Heintz blieb an der Einhundert-Schritt-Marke stehen und hielt mir die Waffe hin. Ich schaute Firehand fragend an und er sagte:
„Schon gut Junge, greif zu. Schließlich sind wir hier, um zu sehen, ob diese Waffe für dich passt. Ich habe sie mir schon näher angesehen und denke, sie tut es. Aber wir werden ja sehen.“
Ich nahm die Waffe also entgegen und sah, dass der Verschluss noch offen, die Waffe also ungeladen war. Ich legte sie probeweise auf das Ziel an und stellte fest, dass sie leichter war, als ich erwartet hatte. Ich konnte das Schwarze in der Zielscheibe über die von mir aufgeklappte Zieleinrichtung gut sehen und bemerkte kein Schwanken oder Zittern. Ich nahm die Waffe wieder herunter und sagte zu Mr. Heintz:
„Scheint mir gut zu liegen die Waffe, könnte ich bitte die Munition haben, um die Waffe zu laden?“
Er zwinkerte Firehand zu und meinte:
„Hat schon erkannt der Junge, dass die Waffe noch ungeladen war. Bin gespannt, ob du dahinterkommst,“ wandte er sich wieder an mich, „wie sie geladen wird. Ist eine relativ neue Konstruktion. Ein Ingenieur namens Christian Sharps hat sie ´48 konstruiert und ich habe hier einen verbesserten Nachbau gefertigt. Musste die Gasabdichtung noch ein bisschen verbessern. Kann es Euch noch zeigen. Die echte Sharps ist für Zivilisten kaum zu bekommen. Derzeit wird die Armee der Vereinigten Staaten damit ausgerüstet. Wird also jetzt in großen Stückzahlen gebaut, da geht aber die Präzision des Büchsenmachers verloren.“
Ich nahm von ihm die Papiermunition entgegen und hatte keine Mühe, die Konstruktion der Waffe zu erkennen und die Patrone somit in das dafür vorgesehene Lager zu schieben. Ich zog den verlängerten Abzugsbügel hoch, sodass die Waffe geladen war.
Firehand gab mir ein Beispiel, wie ich mich bei Schuss hinstellen sollte und mahnte mich, den Kolben tief in die Schulter zu ziehen, um den Rückschlag abzufangen.

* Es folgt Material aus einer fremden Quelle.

//! The single on-screen playback slot

use super::selector::EngineKind;

/// Media currently bound to the playback slot
#[derive(Debug, Clone, PartialEq)]
pub struct MediaAttachment {
    pub engine: EngineKind,
    /// What the viewer actually reads: the HTTP URL, or the local swarm stream.
    pub locator: String,
    pub title: String,
    pub mime_type: Option<&'static str>,
    pub poster_url: Option<String>,
    pub autoplay: bool,
}

/// Holds at most one attachment. Engines attach into it, teardown clears it.
#[derive(Debug, Default)]
pub struct PlaybackSurface {
    attached: Option<MediaAttachment>,
}

impl PlaybackSurface {
    pub fn new() -> Self {
        Self::default()
    }

    /// Bind `media`, replacing anything already attached.
    pub fn attach(&mut self, media: MediaAttachment) -> Option<MediaAttachment> {
        let previous = self.attached.replace(media);
        if let Some(ref old) = previous {
            tracing::warn!("Playback surface replaced an attached {} source: {}", old.engine.label(), old.locator);
        }
        previous
    }

    pub fn clear(&mut self) -> Option<MediaAttachment> {
        self.attached.take()
    }

    pub fn attached(&self) -> Option<&MediaAttachment> {
        self.attached.as_ref()
    }

    pub fn is_empty(&self) -> bool {
        self.attached.is_none()
    }
}
//! Peer swarm engine: resolves a swarm to its first playable file and streams it

use super::engine::{
    failed, lock_client, EngineUpdate, PlaybackEngine, SharedSwarmClient, StatusSink, SwarmFile, SwarmId,
};
use super::error::{EngineError, SessionError};
use super::selector::{has_media_extension, EngineKind, SourceDescriptor};
use super::status::SessionStatus;
use super::surface::PlaybackSurface;

pub struct PeerSwarmEngine {
    client: SharedSwarmClient,
    media_extensions: Vec<String>,
    swarm: Option<SwarmId>,
    selected: Option<SwarmFile>,
    autoplay: bool,
}

impl PeerSwarmEngine {
    pub fn new(client: SharedSwarmClient, media_extensions: Vec<String>) -> Self {
        Self {
            client,
            media_extensions,
            swarm: None,
            selected: None,
            autoplay: true,
        }
    }

    pub fn selected_file(&self) -> Option<&SwarmFile> {
        self.selected.as_ref()
    }

    /// First file, in listed order, whose name carries a recognised media extension.
    pub fn pick_file<'a>(files: &'a [SwarmFile], extensions: &[String]) -> Option<&'a SwarmFile> {
        files.iter().find(|f| has_media_extension(&f.name, extensions))
    }

    fn resolve(&mut self, swarm: SwarmId, files: Vec<SwarmFile>, surface: &mut PlaybackSurface) -> Vec<SessionStatus> {
        let mut entered = vec![SessionStatus::Resolving];

        let Some(file) = Self::pick_file(&files, &self.media_extensions).cloned() else {
            tracing::warn!("Swarm #{} lists {} files, none playable", swarm, files.len());
            entered.push(SessionStatus::Failed(SessionError::NoPlayableFile));
            return entered;
        };

        tracing::info!("Swarm #{} streaming file {}: {}", swarm, file.index, file.name);
        let rendered = lock_client(&self.client).render_into(swarm, &file, surface, self.autoplay);
        match rendered {
            Ok(()) => {
                self.selected = Some(file);
                entered.push(SessionStatus::Ready);
            }
            Err(e) => entered.push(failed(e.to_string())),
        }
        entered
    }
}

impl PlaybackEngine for PeerSwarmEngine {
    fn kind(&self) -> EngineKind {
        EngineKind::PeerSwarm
    }

    fn attach(&mut self, source: &SourceDescriptor, sink: StatusSink) -> Result<(), EngineError> {
        tracing::info!("Adding swarm {}", source.url);
        self.autoplay = source.autoplay;
        let id = lock_client(&self.client).add(&source.url, sink)?;
        self.swarm = Some(id);
        Ok(())
    }

    fn on_status(&mut self, update: EngineUpdate, surface: &mut PlaybackSurface) -> Vec<SessionStatus> {
        match update {
            EngineUpdate::MetadataResolved { swarm, files } => {
                if self.swarm != Some(swarm) {
                    tracing::debug!("Ignoring metadata for foreign swarm #{}", swarm);
                    return Vec::new();
                }
                if let Some(ref file) = self.selected {
                    tracing::debug!("Swarm #{} already streaming {}, ignoring repeated metadata", swarm, file.name);
                    return Vec::new();
                }
                self.resolve(swarm, files, surface)
            }
            EngineUpdate::PlaybackStarted => vec![SessionStatus::Playing],
            EngineUpdate::Error(message) => vec![failed(message)],
            other => {
                tracing::debug!("Swarm engine ignoring {:?}", other);
                Vec::new()
            }
        }
    }

    fn status_text(&self, status: &SessionStatus) -> String {
        match status {
            SessionStatus::Idle => String::new(),
            SessionStatus::Connecting => "Connecting to peers...".to_string(),
            SessionStatus::Resolving => "Downloading metadata...".to_string(),
            SessionStatus::Ready | SessionStatus::Playing => match self.selected {
                Some(ref file) => format!("Streaming: {}", file.name),
                None => "Streaming".to_string(),
            },
            SessionStatus::Failed(SessionError::NoPlayableFile) => {
                "No playable video file found in torrent.".to_string()
            }
            SessionStatus::Failed(err) => format!("Error: {}", err),
        }
    }

    fn dispose(&mut self, surface: &mut PlaybackSurface) {
        if let Some(id) = self.swarm.take() {
            lock_client(&self.client).destroy(id);
        }
        if surface.attached().map(|m| m.engine) == Some(EngineKind::PeerSwarm) {
            surface.clear();
        }
    }
}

„Ansonsten bekommst du einen tüchtigen Slap in the face23 , hat schon viele erwischt.“ Er lächelte.
Ich nahm Aufstellung, wie Firehand es mir gezeigt hatte und visierte das Ziel an. Dabei konzentrierte ich mich so sehr auf das Zielen, dass ich vergaß, mir den Gewehrkolben, wie Firehand mir geraten hatte, an die Schulter zu drücken. Ich drückte ab, und … bekam die angekündigte Ohrfeige. Der Karabiner hatte doch einen ordentlichen Rückschlag, den ich nicht, wie geheißen, abgefangen hatte. Firehand und Heintz konnten sich einer gewissen Heiterkeit nicht entziehen und, obwohl der Slap ziemlich weh getan hatte, musste ich selbst auch lachen.
„Okay“, sagte ich, „da muss ich wohl meinem Lehrmeister zukünftig besser folgen. Hab‘ ich verstanden und soll nun besser werden.“
Ich nahm eine neue Patrone, schob sie in die Ladekammer, zog den Bügel hoch und machte mich für den nächsten Schussversuch fertig.
Firehand und Heintz wurden auch wieder ernst und schauten mir zu. Dieses Mal hatte ich an den Rückschlag gedacht und das Gewehr dicht an die Achsel gedrückt. Wieder stellte ich fest, dass ich das Ziel gut im Visier hatte, ohne zu schwanken. Ich drückte ab, und … der Schuss ging an den äußersten rechten Rand der Scheibe.
Obwohl ich selber meinte, einen schlechten Schuss abgegeben zu haben, nickte Mr. Heintz anerkennend und sagte:
„Keine Sorge, mein Junge. Der Schuss war gut. Es ist ein noch nicht eingeschossenes Gewehr. Kommt zum ersten Mal heute zum Einsatz. Wäre geradezu ein Wunder gewesen, wenn damit irgendwer sofort ins Schwarze getroffen hätte.“
Firehand nickte mir aufmunternd zu und pflichtete Mr. Heintz bei:
„Schon recht, hätte mit einer Gun24 direkt von der Werkbank wohl auch kein besseres Resultat erzielt. Schieß am besten gleich noch mehrere Male hintereinander, achte darauf, immer gleich zu zielen. Werden sehen, ob sich das Resultat verändert.“
Ich nahm also das Gewehr wieder vor und lud erneut. Stellte mich auf, zielte wie zuvor und drückte ab.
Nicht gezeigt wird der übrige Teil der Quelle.